The Food Standards Agency (FSA) healthy eating advice recommends reduced fat versions of milk products for children, such as semi-skimmed and skimmed milk. This recommendation does not apply to younger children, who should drink whole milk from one year of age until at least two years at which point semi-skimmed milk can be introduced if they are eating well. Skimmed or 1% milk should not be introduced to children until they are at least five years old because it is too low in calories. Also skimmed milk only contains very small amounts of vitamin A, which children need. For this reason in the UK children participating in the Nursery Milk Scheme drink whole milk, and primary and secondary school children participating in the School Milk Scheme drink semi-skimmed milk.
The financial support – or the subsidy, the EU gives to schools is the same for full-fat, medium-fat or low-fat products. The member states, or the individual countries of the EU, can choose the products they want to distribute to schools from the list of eligible products. The individual countries are also free to apply stricter standards if they wish to than those set out in the EU list. The subsidy as of September 2009, on whole and semi-skimmed milk, stood at just under 16.5p per litre from the EU with a further "top-up" subsidy of almost 4p from the UK government.
According to official figures from the EU for the 2006/2007 school year (for example look at the website http://ec.europa.eu/agriculture/markets/milk/schoolmilk/index_en.htm) the equivalence of 305 000 tonnes of milk was distributed in schools in 22 Member States with EU expenditure of more than 50 million Euros.

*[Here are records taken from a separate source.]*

//! Channel manager: one event loop per local user.
//!
//! Owns every `ChannelSession` for its user (one logical session per
//! remote contact), the call sessions, the negotiation timers, and the
//! relay link. All state is touched only from the manager thread; network
//! callbacks enqueue typed events on the mpsc queue and never block.
//!
//! Timers are deadline records checked by the loop between events; each
//! carries the generation the session armed, so a stale deadline cannot
//! fire after a restart re-armed it.
//!
//! The encryption boundary lives here: `send` resolves the recipient key,
//! encrypts, and hands the session wire ciphertext; a delivered message is
//! decrypted before the observer sees it. An unknown sender key is
//! resolved off the loop so a slow remote lookup cannot stall the timers,
//! and a message that still fails to decrypt is surfaced to the observer
//! as undecryptable — never fatal to the session.

use std::collections::HashMap;
use std::sync::mpsc;
use std::sync::Arc;
use std::thread;
use std::time::Instant;

use crate::call::{CallAction, CallEvent, CallSession, CallState};
use crate::candidate_filter::{is_allowed_candidate, NetworkScope};
use crate::codec::{self, KeyPair};
use crate::control::{ClientFrame, RelayFrame};
use crate::key_directory::KeyDirectory;
use crate::message::{DataFrame, Message, TransportHint};
use crate::session::{Action, ChannelSession, Event, SessionState};
use crate::transport::{
    dial, ChannelListener, ListenerGuard, TcpTransport, Transport, TransportEvent,
};

// ── Seams ───────────────────────────────────────────────────

/// Outbound half of the relay connection.
pub trait RelayLink: Send {
    fn send(&self, frame: &ClientFrame) -> Result<(), String>;
}

/// Consumer of channel activity (the UI boundary).
pub trait ChannelObserver: Send {
    /// A message arrived, payload already decrypted.
    fn message_received(&self, message: &Message);
    /// The direct channel to `remote_id` opened or closed.
    fn status_changed(&self, remote_id: &str, active: bool);
    /// Terminal close discarded queued sends. Never silent.
    fn sends_discarded(&self, remote_id: &str, count: usize);
    /// The remote acknowledged reading a message.
    fn read_acknowledged(&self, message_id: &str);
    /// A message arrived but could not be decrypted. The UI marks it so
    /// the sender can retry; the session stays up.
    fn message_undecryptable(&self, _sender_id: &str, _message_id: &str) {}
    /// Call state change for `remote_id`.
    fn call_state(&self, _remote_id: &str, _state: CallState) {}
}

// ── Configuration ───────────────────────────────────────────

pub struct ManagerConfig {
    pub local_id: String,
    pub scope: NetworkScope,
    /// Host addresses advertised as candidates (the bound port is added).
    pub advertise_ips: Vec<String>,
}

// ── Events and handle ───────────────────────────────────────

/// Everything the manager thread reacts to.
pub enum ManagerEvent {
    /// Open a direct channel to `remote_id`.
    Connect { remote_id: String },
    /// Encrypt and send plaintext to `remote_id`.
    Send { remote_id: String, plaintext: String },
    /// Tear down the channel to `remote_id`.
    Close { remote_id: String },
    /// The local user read `message`; acknowledge to the sender.
    MarkRead { message: Message },
    /// Call commands.
    CallDial { remote_id: String },
    CallAccept { remote_id: String },
    CallHangUp { remote_id: String },
    /// A frame from the relay connection.
    Relay(RelayFrame),
    /// Direct transport activity for the session with `remote_id`.
    Transport {
        remote_id: String,
        event: TransportEvent,
    },
    /// A dial or accept produced a connected stream.
    Established {
        remote_id: String,
        stream: std::net::TcpStream,
    },
    /// Internal: a delivery re-queued after its sender key was resolved
    /// off the loop.
    RetryDeliver { message: Message },
    Shutdown,
}

/// Cloneable injection point for the manager's queue.
#[derive(Clone)]
pub struct ManagerHandle {
    tx: mpsc::Sender<ManagerEvent>,
}

impl ManagerHandle {
    pub fn post(&self, event: ManagerEvent) {
        // A send error means the loop already shut down.
        let _ = self.tx.send(event);
    }

    pub fn connect(&self, remote_id: &str) {
        self.post(ManagerEvent::Connect {
            remote_id: remote_id.to_string(),
        });
    }

    pub fn send(&self, remote_id: &str, plaintext: &str) {
        self.post(ManagerEvent::Send {
            remote_id: remote_id.to_string(),
            plaintext: plaintext.to_string(),
        });
    }

    pub fn close(&self, remote_id: &str) {
        self.post(ManagerEvent::Close {
            remote_id: remote_id.to_string(),
        });
    }

    pub fn relay_frame(&self, frame: RelayFrame) {
        self.post(ManagerEvent::Relay(frame));
    }

    pub fn shutdown(&self) {
        self.post(ManagerEvent::Shutdown);
    }
}

// ── Manager ─────────────────────────────────────────────────

struct TimerRecord {
    deadline: Instant,
    generation: u64,
}

pub struct ChannelManager {
    config: ManagerConfig,
    keypair: KeyPair,
    local_public_key: String,
    directory: Arc<KeyDirectory>,
    relay: Box<dyn RelayLink>,
    observer: Box<dyn ChannelObserver>,

    sessions: HashMap<String, ChannelSession>,
    calls: HashMap<String, CallSession>,
    transports: HashMap<String, Box<dyn Transport>>,
    listeners: HashMap<String, ListenerGuard>,
    timers: HashMap<String, TimerRecord>,

    rx: mpsc::Receiver<ManagerEvent>,
    handle: ManagerHandle,
}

The picture for England, Scotland and Wales shows that in the school year up to 2007, almost 47000 tonnes of milk and yogurt had aid paid on it in. This figure compares to the amount for Germany but is far greater tonnage than other countries in the EU.
Of the 27 member states of the EU only 3 do not participate in the milk scheme. And of the 24 countries participating in the scheme, 13 also provide a top-up from national funds (like the UK does). The UK is second in the amount of subsidised milk it provides to its children.
In England the School Milk Scheme is administered by the RPA, (Rural Payments Agency). There are currently 171 active claimants in Britain (claimants who have claimed recently), of which the vast majority are LEAs (local education authorities). In Wales all KS1 pupils receive free milk. Under the scheme, schools can claim up to 250ml portion per child per day (but most cartons in England are 189ml). Schools can also organize their own supplier of milk and can buy in bulk.
By opening up the scheme to older children, and increasing the flexibility on product choice it is hoped that even more schools will participate in the scheme in the future, giving more children access to high quality dairy products.
A school milk information campaign was launched last year by the EU called "Milk - drink it up" (http://drinkitup.europa.eu/) to raise awareness of the benefits of drinking milk and how the EU is supporting this promotion through funding. A dedicated school web site was launched at the same time giving information about the scheme from the EU to all school children in Europe. Just to better appreciate how wide the coverage of this scheme is in Europe, take a look at the selection of languages the site can be read in (23 European languages!). As part of this campaign, young people were invited to take part in a photo competition on the theme "Milk power" – maybe someone at your school took part in this?
DairyCo, the dairy levy board in the UK, have their own school milk project and their schools web site gives even more useful information about school milk: http://www.dairyco.net/school-milk.aspx.
The European Schools Milk Scheme is the only subsidised milk scheme currently in operation. You can tell which schools are participating in the scheme because they will be displaying a poster in the school entrance, as required by the scheme.